They also do not go out of their way to overly-romanticize the content they read (the public perception/general society's consumption of Lolita [vladimir nobokov] has been a disaster for the human race. if u think lolita is supposed to be a cute romance story you're misinterpreting the book and need to step back and examine just why you think that way and actually sit down and analyze the book and humbert as a character dear god stop turning it into a cutesy coquette aesthetic, shanespeare has a fucking amazing video talking about it and as an added bonus it's shorter than the typical 4+ hour video essays I often indulge in) as they often know better to do so and shun the people who do, ESPECIALLY when you're talking about books like The Slob (Aron Beauregard, even though that novel is essentially misogyny, homophobia, gore porn, a lot of fatphobia and shit like that and is all-around poorly written)
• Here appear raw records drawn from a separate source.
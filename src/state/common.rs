use std::ops::{Add, AddAssign, Sub, SubAssign};

#[derive(PartialEq, Eq, Clone, Copy, Debug)]
pub enum Dir {
    Left,
    Right,
}

/// World pixel coordinates (origin top-left) or a per-tick velocity.
#[derive(Clone, Copy, Debug, Default, PartialEq)]
pub struct Vec2 {
    pub x: f32,
    pub y: f32,
}

impl Vec2 {
    pub const ZERO: Vec2 = Vec2 { x: 0.0, y: 0.0 };

    pub const fn new(x: f32, y: f32) -> Vec2 {
        Vec2 { x, y }
    }
}

impl Add for Vec2 {
    type Output = Vec2;

    fn add(self, other: Vec2) -> Vec2 {
        Vec2::new(self.x + other.x, self.y + other.y)
    }
}

impl Sub for Vec2 {
    type Output = Vec2;

    fn sub(self, other: Vec2) -> Vec2 {
        Vec2::new(self.x - other.x, self.y - other.y)
    }
}

impl AddAssign for Vec2 {
    fn add_assign(&mut self, other: Vec2) {
        self.x += other.x;
        self.y += other.y;
    }
}

impl SubAssign for Vec2 {
    fn sub_assign(&mut self, other: Vec2) {
        self.x -= other.x;
        self.y -= other.y;
    }
}

/// Pixel-space edges of a single grid cell.
#[derive(Clone, Copy, Debug, PartialEq)]
pub struct TileBounds {
    pub top: f32,
    pub bottom: f32,
    pub left: f32,
    pub right: f32,
}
proshipping culture also relies a lot on a fanfic/fanart medium which is a VASTLY inappropriate place to explore these things (on top of, well, the type of people the culture has a tendency to attract n shit vs transgressive/dark media corners) and People Do Not Want To See Headcanons About Their Favourite Characters Being Rapists And Shit Like That I Promise You You Aren't "Coping" You're Just Making (some not all) People Around You Uncomfortable And Fucking Miserable Because You Decided That Their Comfort Character Is A Shotacon Or Some Shit (and that is before I get into how unless that character is canonically a piece of shit, making x character into a freak is a gross mischaracterization).
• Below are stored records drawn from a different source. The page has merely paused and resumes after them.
use super::animation_handler::{AnimationHandler, PlayerPose};
use super::common::{Dir, Vec2};
use super::game_map::{MapLike, TileKind};
use super::game_state::InputState;
use crate::physics::{Body, ProbeConfig, resolve_collisions};
use crate::resources::Sprite;
use serde::{Deserialize, Serialize};

/// Movement tuning in pixels and pixels per tick.
#[derive(Serialize, Deserialize, Clone, Copy, Debug, PartialEq)]
#[serde(default)]
pub struct PhysicsConstants {
    pub jump_power: f32,
    pub run_speed: f32,
    pub air_run_speed: f32,
    pub ground_friction: f32,
    pub air_friction: f32,
    pub gravity: f32,
    pub run_anim_delay: u32,
    pub trivial_speed: f32,
}

impl Default for PhysicsConstants {
    fn default() -> Self {
        PhysicsConstants {
            jump_power: 11.0,
            run_speed: 5.0,
            air_run_speed: 2.0,
            ground_friction: 0.6,
            air_friction: 0.85,
            gravity: 0.5,
            run_anim_delay: 3,
            trivial_speed: 1.0,
        }
    }
}

#[derive(PartialEq, Eq, Clone, Copy, Debug)]
pub enum PlayerUpdateResult {
    Jumped,
    CollectedCoin,
    TouchedHazard,
}

pub struct Player {
    pub position: Vec2,
    pub velocity: Vec2,
    pub dir: Dir,
    pub coins_collected: u32,
    on_ground: bool,
    probe: ProbeConfig,
    coin_probe_offset: f32,
    constants: PhysicsConstants,
    animation_handler: AnimationHandler,
}

impl Player {
    /// `sprite_w`/`sprite_h` are the standing sprite's size, which doubles as the collision size.
    pub fn new(position: Vec2, sprite_w: u32, sprite_h: u32, constants: PhysicsConstants) -> Self {
        Player {
            position,
            velocity: Vec2::ZERO,
            dir: Dir::Right,
            coins_collected: 0,
            on_ground: false,
            probe: ProbeConfig::for_sprite(sprite_w, sprite_h),
            coin_probe_offset: (sprite_h / 2) as f32,
            constants,
            animation_handler: AnimationHandler::new(constants.run_anim_delay),
        }
    }

    /// Clears counters and motion. Position is left to the caller.
    pub fn reset(&mut self) {
        self.coins_collected = 0;
        self.velocity = Vec2::ZERO;
        self.animation_handler.reset();
    }

    pub fn respawn(&mut self, position: Vec2) {
        self.position = position;
        self.on_ground = false;
    }

    pub fn is_on_ground(&self) -> bool {
        self.on_ground
    }

    pub fn sprite(&self) -> Sprite {
        self.animation_handler.get_sprite()
    }

    pub fn pose(&self) -> PlayerPose {
        self.animation_handler.current_pose()
    }

    pub fn facing_right(&self) -> bool {
        self.dir == Dir::Right
    }

    pub fn apply_input(&mut self, input: &InputState) -> Option<PlayerUpdateResult> {
        let (speed, friction) = if self.on_ground {
            (self.constants.run_speed, self.constants.ground_friction)
        } else {
            (self.constants.air_run_speed, self.constants.air_friction)
        };

        if input.left {
            self.velocity.x -= speed;
        } else if input.right {
            self.velocity.x += speed;
        }
        // Always applied, so the player coasts down instead of stopping dead
        self.velocity.x *= friction;

        if self.on_ground && input.wants_jump() {
            self.velocity.y = -self.constants.jump_power;
            self.on_ground = false;
            return Some(PlayerUpdateResult::Jumped);
        }
        None
    }

    pub fn integrate_and_resolve(&mut self, map: &mut dyn MapLike) -> Vec<PlayerUpdateResult> {
        let mut update_results = vec![];

        self.position += self.velocity;

        let res = resolve_collisions(
            map,
            &Body {
                position: self.position,
                velocity: self.velocity,
            },
            &self.probe,
        );
        self.position = res.body.position;
        self.velocity = res.body.velocity;
        if res.embedded {
            log::debug!("player wedged between tiles, move undone");
        } else if res.hit_ceiling || res.hit_left || res.hit_right {
            log::trace!(
                "contact ceiling={} left={} right={}",
                res.hit_ceiling,
                res.hit_left,
                res.hit_right
            );
        }
        if res.hazard {
            update_results.push(PlayerUpdateResult::TouchedHazard);
        }

        if self.check_for_coin_getting(map) {
            update_results.push(PlayerUpdateResult::CollectedCoin);
        }

        self.check_for_falling(map);

        update_results
    }

    fn check_for_coin_getting(&mut self, map: &mut dyn MapLike) -> bool {
        let center = Vec2::new(self.position.x, self.position.y - self.coin_probe_offset);
        if map.tile_at(center) == TileKind::Coin {
            map.set_tile(center, TileKind::Empty);
            self.coins_collected += 1;
            return true;
        }
        false
    }

    fn check_for_falling(&mut self, map: &dyn MapLike) {
        let under_feet = map.tile_at(self.position);
        if matches!(under_feet, TileKind::Empty | TileKind::Coin) {
            self.on_ground = false;
        }

        if !self.on_ground {
            if under_feet == TileKind::Solid {
                self.on_ground = true;
                self.position.y = map.top_of_square(self.position);
                self.velocity.y = 0.0;
            } else {
                self.velocity.y += self.constants.gravity;
            }
        }
    }

    /// Facing and run cycle. Small speeds keep the previous facing so the sprite does not flicker.
    pub fn update_animation(&mut self) {
        let trivial = self.constants.trivial_speed;
        if self.velocity.x < -trivial {
            self.dir = Dir::Left;
        } else if self.velocity.x > trivial {
            self.dir = Dir::Right;
        }

        let pose = if !self.on_ground {
            PlayerPose::Airborne
        } else if self.velocity.x.abs() < trivial {
            PlayerPose::Standing
        } else {
            PlayerPose::Running
        };
        self.animation_handler.set_pose(pose);
        self.animation_handler.increment_frame();
    }

    pub fn update(&mut self, input: &InputState, map: &mut dyn MapLike) -> Vec<PlayerUpdateResult> {
        let mut update_results = vec![];
        if let Some(jumped) = self.apply_input(input) {
            update_results.push(jumped);
        }
        update_results.append(&mut self.integrate_and_resolve(map));
        self.update_animation();
        update_results
    }
}

#[cfg(test)]
mod tests {
    use super::*;
    use crate::state::{LevelTemplate, TileWorld};

    // Floor top at y = 180. Sprite 40x50.
    fn world(rows: &[&str]) -> TileWorld {
        TileWorld::new(LevelTemplate::parse(60, rows).unwrap())
    }

    fn flat_world() -> TileWorld {
        world(&["######", "#....#", "#P...#", "######"])
    }

    fn player_at(x: f32, y: f32) -> Player {
        Player::new(Vec2::new(x, y), 40, 50, PhysicsConstants::default())
    }

    fn grounded_player(map: &mut TileWorld, x: f32) -> Player {
        let mut player = player_at(x, 180.0);
        player.update(&InputState::default(), map);
        assert!(player.is_on_ground());
        player
    }

    #[test]
    fn test_standing_on_solid_stays_grounded() {
        let mut map = flat_world();
        let mut player = player_at(150.0, 180.0);
        let results = player.update(&InputState::default(), &mut map);

        assert!(results.is_empty());
        assert!(player.is_on_ground());
        assert_eq!(player.position, Vec2::new(150.0, 180.0));
        assert_eq!(player.velocity.y, 0.0);

        player.update(&InputState::default(), &mut map);
        assert!(player.is_on_ground());
        assert_eq!(player.position, Vec2::new(150.0, 180.0));
    }

    #[test]
    fn test_jump_while_running_right() {
        let mut map = flat_world();
        let mut player = grounded_player(&mut map, 150.0);
        let input = InputState {
            right: true,
            space: true,
            ..Default::default()
        };

        let jumped = player.apply_input(&input);
        assert_eq!(jumped, Some(PlayerUpdateResult::Jumped));
        assert_eq!(player.velocity.y, -11.0);
        assert!(!player.is_on_ground());
        assert_eq!(player.velocity.x, 5.0 * 0.6);

        player.integrate_and_resolve(&mut map);
        assert_eq!(player.position, Vec2::new(153.0, 169.0));
        assert_eq!(player.velocity.y, -10.5);
        assert!(!player.is_on_ground());
    }

    #[test]
    fn test_up_arrow_also_jumps() {
        let mut map = flat_world();
        let mut player = grounded_player(&mut map, 150.0);
        let input = InputState {
            up: true,
            ..Default::default()
        };
        assert_eq!(player.apply_input(&input), Some(PlayerUpdateResult::Jumped));
    }

    #[test]
    fn test_no_jump_in_air() {
        let mut map = flat_world();
        let mut player = player_at(150.0, 120.0);
        let input = InputState {
            space: true,
            ..Default::default()
        };
        assert_eq!(player.apply_input(&input), None);
        assert_eq!(player.velocity.y, 0.0);
        player.integrate_and_resolve(&mut map);
        assert_eq!(player.velocity.y, 0.5);
    }

    #[test]
    fn test_left_wins_over_right() {
        let mut map = flat_world();
        let mut player = grounded_player(&mut map, 150.0);
        let input = InputState {
            left: true,
            right: true,
            ..Default::default()
        };
        player.apply_input(&input);
        assert_eq!(player.velocity.x, -5.0 * 0.6);
    }

    #[test]
    fn test_air_control_and_friction() {
        let mut player = player_at(150.0, 120.0);
        let input = InputState {
            right: true,
            ..Default::default()
        };
        player.apply_input(&input);
        assert_eq!(player.velocity.x, 2.0 * 0.85);
    }

    #[test]
    fn test_friction_decays_without_snapping_to_zero() {
        let mut map = flat_world();
        let mut player = grounded_player(&mut map, 150.0);
        player.velocity.x = 1.0;
        for _ in 0..10 {
            player.apply_input(&InputState::default());
        }
        assert!(player.velocity.x > 0.0);
        assert!(player.velocity.x < 0.01);
    }

    #[test]
    fn test_falls_and_lands_on_tile_top() {
        let mut map = flat_world();
        let mut player = player_at(150.0, 100.0);
        for _ in 0..40 {
            player.update(&InputState::default(), &mut map);
        }
        assert!(player.is_on_ground());
        assert_eq!(player.position.y, 180.0);
        assert_eq!(player.velocity.y, 0.0);
    }

    #[test]
    fn test_collects_coin_at_sprite_center() {
        // Coin cell (2, 2) contains the sprite center (150, 155)
        let mut map = world(&["######", "#....#", "#Po..#", "######"]);
        let mut player = player_at(150.0, 180.0);
        let results = player.integrate_and_resolve(&mut map);

        assert_eq!(results, vec![PlayerUpdateResult::CollectedCoin]);
        assert_eq!(player.coins_collected, 1);
        assert_eq!(map.tile_at(Vec2::new(150.0, 155.0)), TileKind::Empty);

        let results = player.integrate_and_resolve(&mut map);
        assert!(results.is_empty());
        assert_eq!(player.coins_collected, 1);
    }

    #[test]
    fn test_coin_under_feet_is_not_ground() {
        let mut map = world(&["######", "#P...#", "#....#", "##o###", "######"]);
        let mut player = player_at(150.0, 180.0);
        let results = player.update(&InputState::default(), &mut map);
        assert!(results.is_empty());
        assert!(!player.is_on_ground());
        assert_eq!(player.velocity.y, 0.5);
    }

    #[test]
    fn test_walking_off_edge_falls() {
        let mut map = world(&["######", "#P...#", "#....#", "##.###", "######"]);
        let mut player = player_at(150.0, 180.0);
        player.update(&InputState::default(), &mut map);
        assert!(!player.is_on_ground());
        assert_eq!(player.velocity.y, 0.5);
    }

    #[test]
    fn test_hazard_reported() {
        let mut map = world(&["######", "#P...#", "#..x.#", "######"]);
        let mut player = player_at(170.0, 179.0);
        let results = player.integrate_and_resolve(&mut map);
        assert!(results.contains(&PlayerUpdateResult::TouchedHazard));
    }

    #[test]
    fn test_facing_hysteresis() {
        let mut player = player_at(150.0, 120.0);
        player.velocity.x = -0.5;
        player.update_animation();
        assert!(player.facing_right());

        player.velocity.x = -1.5;
        player.update_animation();
        assert!(!player.facing_right());

        player.velocity.x = 0.9;
        player.update_animation();
        assert!(!player.facing_right());
    }

    #[test]
    fn test_reset_keeps_position() {
        let mut map = world(&["######", "#....#", "#Po..#", "######"]);
        let mut player = player_at(150.0, 180.0);
        player.integrate_and_resolve(&mut map);
        player.velocity = Vec2::new(3.0, -2.0);
        player.reset();
        assert_eq!(player.coins_collected, 0);
        assert_eq!(player.velocity, Vec2::ZERO);
        assert_eq!(player.position, Vec2::new(150.0, 180.0));
    }

    #[test]
    fn test_pose_tracks_ground_and_speed() {
        let mut map = flat_world();
        let mut player = grounded_player(&mut map, 150.0);
        assert_eq!(player.pose(), PlayerPose::Standing);

        let input = InputState {
            right: true,
            ..Default::default()
        };
        player.update(&input, &mut map);
        assert_eq!(player.pose(), PlayerPose::Running);

        let input = InputState {
            space: true,
            ..Default::default()
        };
        player.update(&input, &mut map);
        assert_eq!(player.pose(), PlayerPose::Airborne);
        assert_eq!(player.sprite(), Sprite::GuyRun1);
    }
}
People come into fandoms for escapism, or to enjoy characters and stories with people and, yes I am speaking from personal experience here not only as ex-proship but also someone who's been 'round the block when it comes to fandoms.
There is a difference between transgressive lit i.e Lolita and someone writing a fanfic about a father/daughter relationship and not in the wholesome familial way we all know and love. That is knowing your place, understanding that fandom is a WILDLY inappropriate place to explore these things (seriously people, just write an original book! you got it in you clearly! i believe in you and maybe if you do it right you'll write something that's very touching and profound and opens up a lot of conversations!) and that fiction and reality do in fact impact and shape each other in more ways than you'd initially assume.
anyways rant/tangent over, sorry I went on for so long, I'm Very passionate about this discussion despite everything that's happened to me at the hands of it.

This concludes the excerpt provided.